Yet another presidential ordinance is on the cards in order to make government and traders’ agreement effective with regard to the sales tax registration.

By Mehtab Haider
December 05, 2019

ISLAMABAD: Yet another presidential ordinance is on the cards in order to make government and traders’ agreement effective with regard to the sales tax registration and fixing the limit of turnover tax for sectors making low profits.

There has been increasing criticism on the PTI led government that it was running the government through rampant promulgation of ordinances in a bid to bypass parliament. Now yet another presidential ordinance has been drafted that would be promulgated when the ongoing session of National Assembly would be prorogued.

The proposed ordinance would give legal cover to sales tax registration provisions for traders. The annual limit of electricity bill has been increased from Rs600,000 to Rs1,200,000 for sales tax registration. Thus, the limit of electricity bills from Rs50,000 monthly bill will be increased to Rs100,000 for registration of sales tax. The government will fix limits for turnover tax for the sectors which are making low profits. It is not yet known whether the FBR and traders had evolved a consensus over the fixing limit of turnover tax or not.

The government and traders had struck an agreement last month when the JUI-F’s sit-in was underway in the federal capital as the traders had threatened to join the Azadi March on that occasion.

According to the 11-point agreement struck among thegovernment and trader representatives here in Islamabad, both sides had agreed (1) the punitive action on sale/purchase on identity card condition has been deferred till January 31, 2020, which means deferment of CNIC condition on purchase of Rs50,000 for three months. (2) The traders with turnover of up to Rs100 million would pay 0.5 per cent turnover tax instead of 1.5 per cent. (3) A trader with up to Rs100 million turnover would not become a withholding agent. (4) The annual limit of electricity bill has been increased from Rs600,000 to Rs1,200,000 for sales tax registration.

Thus, the limit of electricity bills from Rs50,000 monthly bill has been increased to Rs100,000 for registration of sales tax. (5) The government will fix limits for turnover tax for the sectors which are making low profits.

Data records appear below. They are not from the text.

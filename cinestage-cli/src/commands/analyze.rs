//! Implementation of the `analyze` subcommand.
//!
//! Runs signal extraction and the decision engine on one file without any
//! enhancement, writes the analysis reports and prints the classification.

use crate::cli::AnalyzeArgs;
use crate::commands::{load_config, start_logging};
use crate::error::{CliResult, require_input_file};
use crate::terminal;

use anyhow::Context;
use cinestage_core::analysis::{AnalysisContext, AnalysisOutcome, SignalExtractor, run_analysis};
use cinestage_core::decision::{ChannelSummary, DecisionEngine};
use cinestage_core::external::{CancelToken, ProcessInvoker, check_dependency};
use cinestage_core::media::{FfprobeProber, MediaProber};

use std::path::{Path, PathBuf};

/// Directory the reports go to when `--output` is absent.
pub fn default_analysis_dir(output_root: &Path, input: &Path) -> PathBuf {
    let stem = input
        .file_stem()
        .map(|s| s.to_string_lossy().into_owned())
        .unwrap_or_else(|| "video".to_string());
    output_root.join(format!("{stem}_analysis"))
}

pub fn run_analyze(args: AnalyzeArgs) -> CliResult<()> {
    let input = require_input_file(&args.input)?;
    let config = load_config(&args.common)?;
    config.validate().context("Invalid configuration")?;
    start_logging(&args.common, &config)?;

    check_dependency(&config.tools.ffmpeg, "-version").context("ffmpeg is required")?;
    check_dependency(&config.tools.ffprobe, "-version").context("ffprobe is required")?;

    let artifact = FfprobeProber
        .probe(&input)
        .with_context(|| format!("Failed to probe '{}'", input.display()))?;

    let out_dir = args
        .output
        .clone()
        .unwrap_or_else(|| default_analysis_dir(&config.paths.output_root, &input));

    let invoker = ProcessInvoker::default();
    let analyzer = SignalExtractor::with_ffmpeg(&config.tools, config.analysis);
    let engine = DecisionEngine::new(config.thresholds);
    let cancel = CancelToken::new();
    let ctx = AnalysisContext {
        analyzer: &analyzer,
        invoker: &invoker,
        engine: &engine,
        tools: &config.tools,
        settings: &config.analysis,
        cancel: &cancel,
    };

    let outcome = run_analysis(&ctx, &artifact, &out_dir)
        .with_context(|| format!("Analysis of '{}' failed", input.display()))?;

    if args.json {
        println!("{}", serde_json::to_string_pretty(&outcome.record)?);
    } else {
        print_analysis(&outcome, &out_dir);
    }
    Ok(())
}

fn channel_line(summary: &ChannelSummary) -> String {
    match summary.peak {
        Some(peak) => format!(
            "{} (avg {:.4}, peak {:.4})",
            summary.classification, summary.average, peak
        ),
        None => format!("{} (avg {:.4})", summary.classification, summary.average),
    }
}

fn print_analysis(outcome: &AnalysisOutcome, out_dir: &Path) {
    let record = &outcome.record;

    terminal::print_section("Analysis");
    terminal::print_status("Video", &record.video_name, true);
    terminal::print_status("Frame rate", &format!("{:.3} fps", record.frame_rate), false);
    terminal::print_status("Frames analyzed", &record.frames_analyzed.to_string(), false);
    if let Some(scenes) = &outcome.scenes {
        terminal::print_status("Scene cuts", &scenes.len().to_string(), false);
    }

    terminal::print_section("Classification");
    terminal::print_status("Motion", &channel_line(&record.metrics.motion), false);
    terminal::print_status("Complexity", &channel_line(&record.metrics.complexity), false);
    terminal::print_status("Noise", &channel_line(&record.metrics.noise), false);
    terminal::print_status("Blur", &channel_line(&record.metrics.blur), false);
    terminal::print_status(
        "Quality score",
        &format!("{:.2}", record.overall_quality_score),
        true,
    );

    terminal::print_section("Recommendations");
    for recommendation in &record.recommendations {
        terminal::print_item(recommendation);
    }

    terminal::print_status("Reports", &out_dir.display().to_string(), false);
    terminal::print_status("Decision", &outcome.decision_path.display().to_string(), false);
}
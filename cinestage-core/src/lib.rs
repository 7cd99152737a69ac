//! Core library for the Cinestage video pipeline.
//!
//! This crate measures a video's motion, complexity, noise and blur, turns
//! those measurements into classifications and a quality score, runs the
//! enhancement stages the measurements call for, and packages the result as
//! an adaptive-bitrate HLS ladder with a quality report.
//!
//! ## Usage Example
//!
//! ```rust,no_run
//! use cinestage_core::analysis::SignalExtractor;
//! use cinestage_core::config::PipelineConfigBuilder;
//! use cinestage_core::external::ProcessInvoker;
//! use cinestage_core::media::FfprobeProber;
//! use cinestage_core::pipeline::Coordinator;
//! use std::path::Path;
//!
//! let config = PipelineConfigBuilder::new()
//!     .output_root("/tmp/cinestage")
//!     .noise_threshold(80.0)
//!     .build();
//! config.validate().unwrap();
//!
//! let invoker = ProcessInvoker::default();
//! let prober = FfprobeProber;
//! let analyzer = SignalExtractor::with_ffmpeg(&config.tools, config.analysis);
//!
//! let outcome = Coordinator::new(&invoker, &prober, &analyzer, &config)
//!     .run(Path::new("/videos/clip.mp4"))
//!     .unwrap();
//! println!("final artifact: {}", outcome.run.final_artifact().path.display());
//! ```

pub mod analysis;
pub mod captions;
pub mod config;
pub mod decision;
pub mod enhance;
pub mod error;
pub mod external;
pub mod logging;
pub mod media;
pub mod notifications;
pub mod packaging;
pub mod pipeline;
pub mod quality;
pub mod temp_files;

// Re-exports for public API
pub use config::{PipelineConfig, PipelineConfigBuilder};
pub use decision::{ClassificationThresholds, DecisionEngine, DecisionRecord};
pub use error::{CoreError, CoreResult};
pub use media::{MediaArtifact, MediaProber};
pub use notifications::{NotificationSender, NtfyNotificationSender};
pub use pipeline::{Coordinator, PipelineRun, RunOutcome, StageResult, StageStatus};
pub use temp_files::{create_temp_dir, persist_file};
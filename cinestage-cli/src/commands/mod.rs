//! Command implementations for the CLI.
//!
//! Each submodule implements one subcommand. `load_config` layers the shared
//! arguments over the defaults and is used by all of them.

pub mod analyze;
pub mod config;
pub mod package;
pub mod run;

use crate::cli::ConfigArgs;
use crate::error::CliResult;

use anyhow::Context;
use cinestage_core::PipelineConfig;
use cinestage_core::logging::{init_logging, run_log_path};
use log::LevelFilter;
use std::path::PathBuf;

/// Loads the file named by `--config`, or the defaults (which already
/// include `CINESTAGE_*` overrides).
pub fn load_config(args: &ConfigArgs) -> CliResult<PipelineConfig> {
    let mut config = match &args.config {
        Some(path) => PipelineConfig::from_toml_file(path)
            .with_context(|| format!("Failed to load config file '{}'", path.display()))?,
        None => PipelineConfig::default(),
    };
    if let Some(dir) = &args.log_dir {
        config.paths.log_dir = Some(dir.clone());
    }
    Ok(config)
}

/// Starts console and file logging for a command, returning the log file.
pub fn start_logging(args: &ConfigArgs, config: &PipelineConfig) -> CliResult<PathBuf> {
    let level = if args.verbose {
        LevelFilter::Debug
    } else {
        LevelFilter::Info
    };
    let log_file = run_log_path(&config.log_dir());
    init_logging(&log_file, level)
        .with_context(|| format!("Failed to initialize logging at '{}'", log_file.display()))?;
    Ok(log_file)
}

#[cfg(test)]
mod tests {
    use super::*;
    use std::fs;
    use tempfile::tempdir;

    #[test]
    fn config_file_and_log_dir_are_layered() {
        let dir = tempdir().unwrap();
        let path = dir.path().join("cinestage.toml");
        fs::write(&path, "[gates]\nnoise_threshold = 12.5\n").unwrap();

        let args = ConfigArgs {
            config: Some(path),
            verbose: false,
            log_dir: Some(dir.path().join("logs")),
        };
        let config = load_config(&args).unwrap();
        assert_eq!(config.gates.noise_threshold, 12.5);
        assert_eq!(config.log_dir(), dir.path().join("logs"));
    }

    #[test]
    fn unreadable_config_names_the_file() {
        let args = ConfigArgs {
            config: Some(PathBuf::from("/surely/not/cinestage.toml")),
            ..ConfigArgs::default()
        };
        let err = load_config(&args).unwrap_err();
        assert!(err.to_string().contains("/surely/not/cinestage.toml"));
    }
}
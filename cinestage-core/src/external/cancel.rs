// cinestage-core/src/external/cancel.rs
//
// Cooperative cancellation shared between the coordinator, the ladder worker
// pool and the process invoker.

use std::sync::Arc;
use std::sync::atomic::{AtomicBool, Ordering};

/// Cloneable cancellation flag.
///
/// A child token reports cancelled when either it or any ancestor was
/// cancelled, which lets a failing ladder rung stop its siblings without
/// cancelling the whole run.
#[derive(Debug, Clone, Default)]
pub struct CancelToken {
    flag: Arc<AtomicBool>,
    parent: Option<Box<CancelToken>>,
}

impl CancelToken {
    pub fn new() -> Self {
        Self::default()
    }

    pub fn child(&self) -> Self {
        Self {
            flag: Arc::new(AtomicBool::new(false)),
            parent: Some(Box::new(self.clone())),
        }
    }

    pub fn cancel(&self) {
        self.flag.store(true, Ordering::SeqCst);
    }

    pub fn is_cancelled(&self) -> bool {
        self.flag.load(Ordering::SeqCst)
            || self.parent.as_ref().is_some_and(|p| p.is_cancelled())
    }
}

#[cfg(test)]
mod tests {
    use super::*;

    #[test]
    fn child_observes_parent_but_not_the_reverse() {
        let root = CancelToken::new();
        let child = root.child();
        child.cancel();
        assert!(child.is_cancelled());
        assert!(!root.is_cancelled());

        let sibling = root.child();
        root.cancel();
        assert!(sibling.is_cancelled());
    }

    #[test]
    fn clones_share_state() {
        let token = CancelToken::new();
        let handle = token.clone();
        handle.cancel();
        assert!(token.is_cancelled());
    }
}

The turnover tax of the sectors yielding less profit would be reviewed afresh with the consultation of the traders’ committee. (6) The problems of jewelers would be resolved on a priority basis in consultation with jewellers associations. (7) The government will review again imposed withholding tax on renewal of license of middleman (Aarthis). (8) A special desk would be set up at the Federal Board of Revenue for the speedy resolution of traders’ problems. An officer of BPS 20-21 would be appointed to hold meetings with traders’ representatives on monthly basis. (9) An easy and simplified form would be issued in Urdu for registration of new traders/filing of income tax returns and traders committee would extend full support for registration of new traders. (10) Any shop measuring up to 1,000 square feet would be exempted from sales tax registration, which would be decided in consultation with the committee of the traders. (11) The decision of registration in sales tax of retailers who are also engaged in wholesale business would be taken in consultation with the traders’ committee.

Meanwhile, FBR chairman Shabbar Zaidi hinted that industrial and commercial consumers may lose their electricity and gas connections if they did not file tax returns.

In a message he said: "FBR formations are directed to ensure that all industrial and commercial consumers of Electricity and Gas distribution companies are registered under and file return of income, if required. Such consumers, who have not yet filed return of income to avail extension in time."